(Your goal):
Copy out each line containing "tags" from the entries below.

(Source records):
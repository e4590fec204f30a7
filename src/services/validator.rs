//! Validator (§4.5): moves candidates to relays atomically, probing each
//! with a minimal "is this a Nostr relay" WebSocket handshake.

use crate::config::ValidatorConfig;
use crate::db::{Database, DatabaseError};
use crate::lifecycle::Service;
use crate::model::{CandidatePayload, Network, Relay};
use crate::services::NetworkSemaphores;
use crate::ws::{self, ProxyConfig};
use async_trait::async_trait;
use futures::future::join_all;
use futures::{SinkExt, StreamExt};
use nostr::message::{ClientMessage, RelayMessage};
use nostr::{EventBuilder, Filter, Keys, Kind, Tag};
use std::time::{Duration, SystemTime, UNIX_EPOCH};
use thiserror::Error;
use tokio_tungstenite::tungstenite::Message;

const SERVICE_NAME: &str = "validator";

#[derive(Error, Debug)]
pub enum ValidatorError {
    #[error("database error: {0}")]
    Database(#[from] DatabaseError),
}

pub struct Validator {
    db: Database,
    config: ValidatorConfig,
    semaphores: NetworkSemaphores,
    proxy: Option<ProxyConfig>,
    keys: Option<Keys>,
}

impl Validator {
    pub fn new(
        db: Database,
        config: ValidatorConfig,
        proxy: Option<ProxyConfig>,
        keys: Option<Keys>,
    ) -> Self {
        let semaphores = NetworkSemaphores::new(&config.network_concurrency);
        Self {
            db,
            config,
            semaphores,
            proxy,
            keys,
        }
    }

    fn enabled_networks(&self) -> Option<Vec<&str>> {
        self.config
            .enabled_networks
            .as_ref()
            .map(|nets| nets.iter().map(String::as_str).collect())
    }

    async fn process_chunk(&self) -> Result<usize, ValidatorError> {
        let networks = self.enabled_networks();
        let chunk = self
            .db
            .fetch_candidate_chunk(
                SERVICE_NAME,
                networks.as_deref(),
                self.config.chunk_size,
            )
            .await?;
        if chunk.is_empty() {
            return Ok(0);
        }

        let timeout = Duration::from_secs(self.config.probe_timeout_secs);
        let futures = chunk.into_iter().map(|(url, payload)| {
            let sem = self.semaphores.for_network(
                Network::parse(&payload.network).unwrap_or(Network::Clearnet),
            );
            let proxy = self.proxy.clone();
            let keys = self.keys.clone();
            async move {
                let _permit = sem.acquire().await.expect("semaphore is never closed");
                let is_relay =
                    is_nostr_relay(&url, &payload, proxy.as_ref(), keys.as_ref(), timeout).await;
                (url, payload, is_relay)
            }
        });

        let results = join_all(futures).await;
        let count = results.len();

        for (url, payload, is_relay) in results {
            if is_relay {
                if let Ok(relay) = Relay::new(&url, payload.discovered_at) {
                    if let Err(e) = self.db.promote_candidate(&relay, SERVICE_NAME).await {
                        tracing::warn!(target: "bigbrotr::validator", url = %url, error = %e, "promotion failed");
                    }
                }
            } else {
                let now = now_unix();
                if let Err(e) = self
                    .db
                    .record_candidate_failure(
                        SERVICE_NAME,
                        &url,
                        payload,
                        self.config.max_failures,
                        now,
                    )
                    .await
                {
                    tracing::warn!(target: "bigbrotr::validator", url = %url, error = %e, "failure recording failed");
                }
            }
        }

        Ok(count)
    }
}

#[async_trait]
impl Service for Validator {
    type Error = ValidatorError;

    fn name(&self) -> &'static str {
        SERVICE_NAME
    }

    async fn run_cycle(&self) -> Result<(), ValidatorError> {
        self.db.delete_stale_candidates(SERVICE_NAME).await?;
        self.db
            .delete_exhausted_candidates(SERVICE_NAME, self.config.max_failures)
            .await?;

        let mut processed = 0u64;
        loop {
            let n = self.process_chunk().await?;
            if n == 0 {
                break;
            }
            processed += n as u64;
            if processed >= self.config.max_candidates_per_cycle {
                break;
            }
        }
        Ok(())
    }
}

/// Liveness probe: open a WebSocket connection, send a `REQ`, and accept
/// only the documented Nostr relay responses as proof the endpoint speaks
/// the protocol (§4.5 step 4, §6): an `EOSE` for our subscription, a
/// `CLOSED "auth-required: ..."`, or an `AUTH` challenge (which, when a
/// signing key is configured, is answered with a kind-22242 event per
/// NIP-42 before being accepted). Never raises: any failure maps to
/// `false`.
async fn is_nostr_relay(
    url: &str,
    payload: &CandidatePayload,
    proxy: Option<&ProxyConfig>,
    keys: Option<&Keys>,
    timeout: Duration,
) -> bool {
    let network = Network::parse(&payload.network).unwrap_or(Network::Clearnet);
    let mut socket = match ws::dial(url, network, proxy, false, timeout).await {
        Ok(s) => s,
        Err(_) => return false,
    };

    let sub_id = nostr::SubscriptionId::generate();
    let filter = Filter::new().limit(0);
    let req = ClientMessage::req(sub_id.clone(), vec![filter]);
    if socket.send(Message::Text(req.as_json())).await.is_err() {
        let _ = socket.close(None).await;
        return false;
    }

    let accepted = tokio::time::timeout(
        timeout,
        wait_for_validation_signal(&mut socket, &sub_id, url, keys),
    )
    .await;
    let _ = socket.close(None).await;
    matches!(accepted, Ok(true))
}

/// Reads relay messages until one of the documented validation signals
/// arrives, or the connection closes.
async fn wait_for_validation_signal(
    socket: &mut ws::Socket,
    sub_id: &nostr::SubscriptionId,
    relay_url: &str,
    keys: Option<&Keys>,
) -> bool {
    loop {
        let msg = match socket.next().await {
            Some(Ok(m)) => m,
            _ => return false,
        };
        let Message::Text(text) = msg else { continue };
        match RelayMessage::from_json(&text) {
            Ok(RelayMessage::EndOfStoredEvents(id)) if &id == sub_id => return true,
            Ok(RelayMessage::Closed { subscription_id, message })
                if &subscription_id == sub_id && message.starts_with("auth-required") =>
            {
                return true;
            }
            Ok(RelayMessage::Auth { challenge }) => {
                if let Some(keys) = keys {
                    if let Ok(event) = build_auth_event(relay_url, &challenge, keys) {
                        let auth = ClientMessage::auth(event);
                        let _ = socket.send(Message::Text(auth.as_json())).await;
                    }
                }
                return true;
            }
            _ => continue,
        }
    }
}

/// Builds the NIP-42 kind-22242 auth event answering `challenge`.
fn build_auth_event(
    relay_url: &str,
    challenge: &str,
    keys: &Keys,
) -> Result<nostr::Event, nostr::event::builder::Error> {
    let tags = vec![
        Tag::custom(nostr::TagKind::Custom("relay".into()), [relay_url.to_string()]),
        Tag::custom(nostr::TagKind::Custom("challenge".into()), [challenge.to_string()]),
    ];
    EventBuilder::new(Kind::Custom(22242), "", tags).to_event(keys)
}

fn now_unix() -> i64 {
    SystemTime::now()
        .duration_since(UNIX_EPOCH)
        .unwrap_or_default()
        .as_secs() as i64
}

(Written solution):
    let tags = vec![
    EventBuilder::new(Kind::Custom(22242), "", tags).to_event(keys)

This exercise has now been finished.